- [Collected data]:
******************************

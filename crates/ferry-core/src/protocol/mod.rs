//! Messages exchanged between contexts over the bus.
//!
//! Every message is a variant of [`TransferMessage`], serialized as a JSON
//! object with an explicit `type` discriminant:
//!
//! ```text
//! {"type":"ready","fileName":"video.mp4"}
//! {"type":"progress","progress":0.4}
//! {"type":"status","status":"failed","retry":true}
//! {"type":"heartBeat"}
//! {"type":"heartBeatAck"}
//! {"type":"resumeUpload"}
//! {"type":"terminate"}
//! ```
//!
//! Listeners dispatch on [`MessageKind`]. Nothing may depend on the order in
//! which messages from different publishers arrive.

use std::fmt;

use serde::{Deserialize, Serialize};

use crate::error::Result;

/// Status text published when an upload completes.
pub const STATUS_DONE: &str = "done";

/// Status text published when an upload fails at the network level.
pub const STATUS_FAILED: &str = "failed";

/// Status text published by the supervisor once a retry has been scheduled.
pub const STATUS_RETRYING: &str = "Retrying Upload...";

/// The only data unit that crosses context boundaries.
#[derive(Debug, Clone, PartialEq, Serialize, Deserialize)]
#[serde(tag = "type", rename_all = "camelCase")]
pub enum TransferMessage {
    /// The uploader accepted a file and began work.
    Ready {
        /// Name of the file being uploaded
        #[serde(rename = "fileName")]
        file_name: String,
    },

    /// Upload progress for the current attempt.
    Progress {
        /// Fraction of the payload sent, in `[0, 1]`
        #[serde(rename = "progress")]
        fraction: f64,
    },

    /// Terminal or informational state.
    Status {
        /// Human-readable status, rendered verbatim by the controller
        #[serde(rename = "status")]
        text: String,
        /// Set when a transport failure requires resumption
        #[serde(rename = "retry", default)]
        retry_requested: bool,
    },

    /// Supervisor asking whether an uploader is alive right now.
    #[serde(rename = "heartBeat")]
    HeartbeatProbe,

    /// A live uploader's answer to a probe.
    #[serde(rename = "heartBeatAck")]
    HeartbeatAck,

    /// Supervisor telling an uploader to resume from durable state.
    #[serde(rename = "resumeUpload")]
    ResumeCommand,

    /// Request that a worker end its own lifetime.
    Terminate,
}

/// Fieldless discriminant of [`TransferMessage`].
#[derive(Debug, Clone, Copy, PartialEq, Eq, Hash)]
pub enum MessageKind {
    /// [`TransferMessage::Ready`]
    Ready,
    /// [`TransferMessage::Progress`]
    Progress,
    /// [`TransferMessage::Status`]
    Status,
    /// [`TransferMessage::HeartbeatProbe`]
    HeartbeatProbe,
    /// [`TransferMessage::HeartbeatAck`]
    HeartbeatAck,
    /// [`TransferMessage::ResumeCommand`]
    ResumeCommand,
    /// [`TransferMessage::Terminate`]
    Terminate,
}

impl fmt::Display for MessageKind {
    fn fmt(&self, f: &mut fmt::Formatter<'_>) -> fmt::Result {
        let name = match self {
            Self::Ready => "ready",
            Self::Progress => "progress",
            Self::Status => "status",
            Self::HeartbeatProbe => "heartBeat",
            Self::HeartbeatAck => "heartBeatAck",
            Self::ResumeCommand => "resumeUpload",
            Self::Terminate => "terminate",
        };
        f.write_str(name)
    }
}

impl TransferMessage {
    /// Create a `Ready` message.
    pub fn ready(file_name: impl Into<String>) -> Self {
        Self::Ready {
            file_name: file_name.into(),
        }
    }

    /// Create a `Progress` message, clamping the fraction into `[0, 1]`.
    ///
    /// NaN is reported as no progress.
    pub fn progress(fraction: f64) -> Self {
        let fraction = if fraction.is_nan() {
            0.0
        } else {
            fraction.clamp(0.0, 1.0)
        };
        Self::Progress { fraction }
    }

    /// Create a `Status` message.
    pub fn status(text: impl Into<String>, retry_requested: bool) -> Self {
        Self::Status {
            text: text.into(),
            retry_requested,
        }
    }

    /// Get the discriminant of this message.
    pub const fn kind(&self) -> MessageKind {
        match self {
            Self::Ready { .. } => MessageKind::Ready,
            Self::Progress { .. } => MessageKind::Progress,
            Self::Status { .. } => MessageKind::Status,
            Self::HeartbeatProbe => MessageKind::HeartbeatProbe,
            Self::HeartbeatAck => MessageKind::HeartbeatAck,
            Self::ResumeCommand => MessageKind::ResumeCommand,
            Self::Terminate => MessageKind::Terminate,
        }
    }

    /// Whether this is a status asking for the transfer to be resumed.
    pub const fn is_retry_request(&self) -> bool {
        matches!(
            self,
            Self::Status {
                retry_requested: true,
                ..
            }
        )
    }

    /// Encode the message as JSON.
    ///
    /// # Errors
    ///
    /// Returns an error if serialization fails.
    pub fn to_json(&self) -> Result<String> {
        Ok(serde_json::to_string(self)?)
    }

    /// Decode a message from JSON.
    ///
    /// # Errors
    ///
    /// Returns an error if the input is not a known message.
    pub fn from_json(json: &str) -> Result<Self> {
        Ok(serde_json::from_str(json)?)
    }
}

******************************

- [WHAT TO DO]: Copy out the data shown above without altering anything.

- [EXERCISE OUTPUT]:
filename crates/ferry-core/src/protocol/mod.rs
//! Messages exchanged between contexts over the bus.
//!
//! Every message is a variant of [`TransferMessage`], serialized as a JSON
//! object with an explicit `type` discriminant:
//!
//! ```text
//! {"type":"ready","fileName":"video.mp4"}
//! {"type":"progress","progress":0.4}
//! {"type":"status","status":"failed","retry":true}
//! {"type":"heartBeat"}
//! {"type":"heartBeatAck"}
//! {"type":"resumeUpload"}
//! {"type":"terminate"}
//! ```
//!
//! Listeners dispatch on [`MessageKind`]. Nothing may depend on the order in
//! which messages from different publishers arrive.

use std::fmt;

use serde::{Deserialize, Serialize};

use crate::error::Result;

/// Status text published when an upload completes.
pub const STATUS_DONE: &str = "done";

/// Status text published when an upload fails at the network level.
pub const STATUS_FAILED: &str = "failed";

/// Status text published by the supervisor once a retry has been scheduled.
pub const STATUS_RETRYING: &str = "Retrying Upload...";

/// The only data unit that crosses context boundaries.
#[derive(Debug, Clone, PartialEq, Serialize, Deserialize)]
#[serde(tag = "type", rename_all = "camelCase")]
pub enum TransferMessage {
    /// The uploader accepted a file and began work.
    Ready {
        /// Name of the file being uploaded
        #[serde(rename = "fileName")]
        file_name: String,
    },

    /// Upload progress for the current attempt.
    Progress {
        /// Fraction of the payload sent, in `[0, 1]`
        #[serde(rename = "progress")]
        fraction: f64,
    },

    /// Terminal or informational state.
    Status {
        /// Human-readable status, rendered verbatim by the controller
        #[serde(rename = "status")]
        text: String,
        /// Set when a transport failure requires resumption
        #[serde(rename = "retry", default)]
        retry_requested: bool,
    },

    /// Supervisor asking whether an uploader is alive right now.
    #[serde(rename = "heartBeat")]
    HeartbeatProbe,

    /// A live uploader's answer to a probe.
    #[serde(rename = "heartBeatAck")]
    HeartbeatAck,

    /// Supervisor telling an uploader to resume from durable state.
    #[serde(rename = "resumeUpload")]
    ResumeCommand,

    /// Request that a worker end its own lifetime.
    Terminate,
}

/// Fieldless discriminant of [`TransferMessage`].
#[derive(Debug, Clone, Copy, PartialEq, Eq, Hash)]
pub enum MessageKind {
    /// [`TransferMessage::Ready`]
    Ready,
    /// [`TransferMessage::Progress`]
    Progress,
    /// [`TransferMessage::Status`]
    Status,
    /// [`TransferMessage::HeartbeatProbe`]
    HeartbeatProbe,
    /// [`TransferMessage::HeartbeatAck`]
    HeartbeatAck,
    /// [`TransferMessage::ResumeCommand`]
    ResumeCommand,
    /// [`TransferMessage::Terminate`]
    Terminate,
}

impl fmt::Display for MessageKind {
    fn fmt(&self, f: &mut fmt::Formatter<'_>) -> fmt::Result {
        let name = match self {
            Self::Ready => "ready",
            Self::Progress => "progress",
            Self::Status => "status",
            Self::HeartbeatProbe => "heartBeat",
            Self::HeartbeatAck => "heartBeatAck",
            Self::ResumeCommand => "resumeUpload",
            Self::Terminate => "terminate",
        };
        f.write_str(name)
    }
}

impl TransferMessage {
    /// Create a `Ready` message.
    pub fn ready(file_name: impl Into<String>) -> Self {
        Self::Ready {
            file_name: file_name.into(),
        }
    }

    /// Create a `Progress` message, clamping the fraction into `[0, 1]`.
    ///
    /// NaN is reported as no progress.
    pub fn progress(fraction: f64) -> Self {
        let fraction = if fraction.is_nan() {
            0.0
        } else {
            fraction.clamp(0.0, 1.0)
        };
        Self::Progress { fraction }
    }

    /// Create a `Status` message.
    pub fn status(text: impl Into<String>, retry_requested: bool) -> Self {
        Self::Status {
            text: text.into(),
            retry_requested,
        }
    }

    /// Get the discriminant of this message.
    pub const fn kind(&self) -> MessageKind {
        match self {
            Self::Ready { .. } => MessageKind::Ready,
            Self::Progress { .. } => MessageKind::Progress,
            Self::Status { .. } => MessageKind::Status,
            Self::HeartbeatProbe => MessageKind::HeartbeatProbe,
            Self::HeartbeatAck => MessageKind::HeartbeatAck,
            Self::ResumeCommand => MessageKind::ResumeCommand,
            Self::Terminate => MessageKind::Terminate,
        }
    }

    /// Whether this is a status asking for the transfer to be resumed.
    pub const fn is_retry_request(&self) -> bool {
        matches!(
            self,
            Self::Status {
                retry_requested: true,
                ..
            }
        )
    }

    /// Encode the message as JSON.
    ///
    /// # Errors
    ///
    /// Returns an error if serialization fails.
    pub fn to_json(&self) -> Result<String> {
        Ok(serde_json::to_string(self)?)
    }

    /// Decode a message from JSON.
    ///
    /// # Errors
    ///
    /// Returns an error if the input is not a known message.
    pub fn from_json(json: &str) -> Result<Self> {
        Ok(serde_json::from_str(json)?)
    }
}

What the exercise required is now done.